US Presidential Election 2016 — Twitter Analysis

Initial analysis of the Twitter conversation surrounding the election and how to find interesting and relevant stories in a very noisy environment.

John Swain
9 min readOct 2, 2016

Update: David Fahrenthold broke this story on 7th October.

Update: Since this post was drafted, news has broken about Donald Trump’s tax returns. The people highlighted in this post are at the forefront of the quality reporting on this issue — follow them here:

At Right Relevance we provide information about influence on social media and, particularly, Twitter. We have a free service where you can discover information about topical influencers on thousands of topics. We provide an API framework to provide access to our data on influencers which we call “Relevance as a Service”. In addition, we undertake deeper consultancy projects to provide detailed analysis of topics.
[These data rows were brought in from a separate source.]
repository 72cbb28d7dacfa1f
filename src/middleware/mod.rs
pub mod request_id;
pub mod discovery;
pub mod pipeline;
pub mod recommendations;

pub use discovery::filter_and_rank;
pub use recommendations::{match_percent, recommend};
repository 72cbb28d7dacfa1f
use chrono::{DateTime, Utc};
use serde::{Deserialize, Serialize};
use std::collections::BTreeMap;
use std::fs::File;
use std::io::{BufReader, BufWriter, Write};
use std::path::Path;

use crate::{
    error::{AppError, AppResult},
    ingest::SparseRatingMatrix,
    models::ItemId,
    similarity::{SimilarityEngine, SimilarityRow, SparseItemSpace},
};

pub mod snapshot;

pub use snapshot::{Snapshot, SnapshotHandle};

/// Immutable item → ranked neighbors mapping
#[derive(Debug, Clone, PartialEq, Serialize, Deserialize)]
pub struct RecommendationStore {
    pub built_at: DateTime<Utc>,
    pub neighbor_limit: usize,
    items: BTreeMap<ItemId, SimilarityRow>,
}

impl RecommendationStore {
    /// Computes neighbor lists for every item of the matrix
    pub fn build(matrix: &SparseRatingMatrix, engine: &SimilarityEngine) -> Self {
        let space = SparseItemSpace::new(matrix);
        let items = engine.rank_all(&space);
        Self::from_rows(items, engine.neighbor_limit())
    }

    pub fn from_rows(items: BTreeMap<ItemId, SimilarityRow>, neighbor_limit: usize) -> Self {
        Self {
            built_at: Utc::now(),
            neighbor_limit,
            items,
        }
    }

    pub fn get(&self, item_id: ItemId) -> Option<&SimilarityRow> {
        self.items.get(&item_id)
    }

    pub fn contains(&self, item_id: ItemId) -> bool {
        self.items.contains_key(&item_id)
    }

    pub fn iter(&self) -> impl Iterator<Item = (ItemId, &SimilarityRow)> {
        self.items.iter().map(|(&id, row)| (id, row))
    }

    pub fn len(&self) -> usize {
        self.items.len()
    }

    pub fn is_empty(&self) -> bool {
        self.items.is_empty()
    }

    /// Writes the store to `path`
    ///
    /// The document is written to a temporary file next to `path` and renamed
    /// over it only once fully flushed, so readers of `path` see either the
    /// previous snapshot or the new one.
    pub fn save(&self, path: &Path) -> AppResult<()> {
        let dir = match path.parent() {
            Some(dir) if !dir.as_os_str().is_empty() => dir,
            _ => Path::new("."),
        };
        std::fs::create_dir_all(dir)?;

        let tmp = tempfile::NamedTempFile::new_in(dir)?;
        {
            let mut writer = BufWriter::new(tmp.as_file());
            serde_json::to_writer(&mut writer, self)?;
            writer.flush()?;
        }
        tmp.as_file().sync_all()?;
        tmp.persist(path).map_err(|e| AppError::Io(e.error))?;

        tracing::info!(
            path = %path.display(),
            items = self.items.len(),
            "Saved recommendation store"
        );
        Ok(())
    }

    pub fn load(path: &Path) -> AppResult<Self> {
        let reader = BufReader::new(File::open(path)?);
        let store: RecommendationStore = serde_json::from_reader(reader)?;
        store.validate()?;

        tracing::info!(
            path = %path.display(),
            items = store.items.len(),
            built_at = %store.built_at,
            "Loaded recommendation store"
        );
        Ok(store)
    }

    fn validate(&self) -> AppResult<()> {
        for (&item_id, row) in &self.items {
            if row.ids.len() != row.scores.len() {
                return Err(AppError::Snapshot(format!(
                    "item {} has {} neighbor ids but {} scores",
                    item_id,
                    row.ids.len(),
                    row.scores.len()
                )));
            }
            if row.ids.contains(&item_id) {
                return Err(AppError::Snapshot(format!(
                    "item {} lists itself as a neighbor",
                    item_id
                )));
            }
        }
        Ok(())
    }
}
use axum::{
    body::Body,
    extract::Request,
    http::{HeaderMap, HeaderValue},
    middleware::Next,
    response::Response,
};
use uuid::Uuid;

/// HTTP header carrying the request ID
pub const REQUEST_ID_HEADER: &str = "x-request-id";

/// Request ID stored in request extensions
#[derive(Clone, Copy, Debug, PartialEq, Eq)]
pub struct RequestId(pub Uuid);

impl RequestId {
    pub fn new() -> Self {
        Self(Uuid::new_v4())
    }

    /// Reuses a well-formed caller-supplied ID, otherwise generates one
    pub fn from_headers(headers: &HeaderMap) -> Self {
        headers
            .get(REQUEST_ID_HEADER)
            .and_then(|h| h.to_str().ok())
            .and_then(|s| Uuid::parse_str(s).ok())
            .map(RequestId)
            .unwrap_or_default()
    }
}

impl Default for RequestId {
    fn default() -> Self {
        Self::new()
    }
}

impl std::fmt::Display for RequestId {
    fn fmt(&self, f: &mut std::fmt::Formatter<'_>) -> std::fmt::Result {
        write!(f, "{}", self.0)
    }
}

/// Tags every request with a `RequestId` and echoes it in the response
pub async fn request_id_middleware(mut request: Request, next: Next) -> Response {
    let request_id = RequestId::from_headers(request.headers());
    request.extensions_mut().insert(request_id);

    let mut response = next.run(request).await;

    if let Ok(value) = HeaderValue::from_str(&request_id.to_string()) {
        response.headers_mut().insert(REQUEST_ID_HEADER, value);
    }
    response
}

/// Span for `TraceLayer`, carrying the request ID
pub fn make_span_with_request_id(request: &Request<Body>) -> tracing::Span {
    let request_id = request
        .extensions()
        .get::<RequestId>()
        .map(ToString::to_string)
        .unwrap_or_else(|| "unknown".to_string());

    tracing::info_span!(
        "http_request",
        method = %request.method(),
        uri = %request.uri(),
        request_id = %request_id,
    )
}
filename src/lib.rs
pub mod config;
pub mod error;
pub mod ingest;
pub mod middleware;
pub mod models;
pub mod routes;
pub mod services;
pub mod similarity;
pub mod store;

pub use error::{AppError, AppResult};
I have recently blogged about Twitter influence on subjects, including NHS, Brexit, World Economic Forum at Davos and Climate Change.

Here we will introduce our analysis of the US Presidential Election.

Orientation

When conducting an analysis of an overall social network conversation on a specific subject it is important to first get an understanding of the general “landscape”.

We began collecting data on 9th August with a series of Track Phrases collecting raw tweets from the Twitter API. The Track Phrases are designed to collect a wide range of tweets about the election and be as balanced as possible with respect to both sides. This process has already collected in excess of 120 million tweets.

In order to gain an understanding of the overall structure we have initially analysed the tweets of September 11th when there was a balance of stories about both sides.

We collected 2.6 million tweets during the day from over 300k users.

In order to make sense of this volume of information we use a process called the OODA Loop which we have adapted for social media analysis. To support this process of analysis we use several software applications which provide a combination of visual & dashboard tools.

Conventional Twitter performance analysis uses, for example, straight-forward measures of the number of retweets, or occurrence of hashtags indicating support for a cause. These simple metrics are useful, but are subject to various problems, including abuse from spam-bot accounts, or a skewing towards towards users with a very large number of followers.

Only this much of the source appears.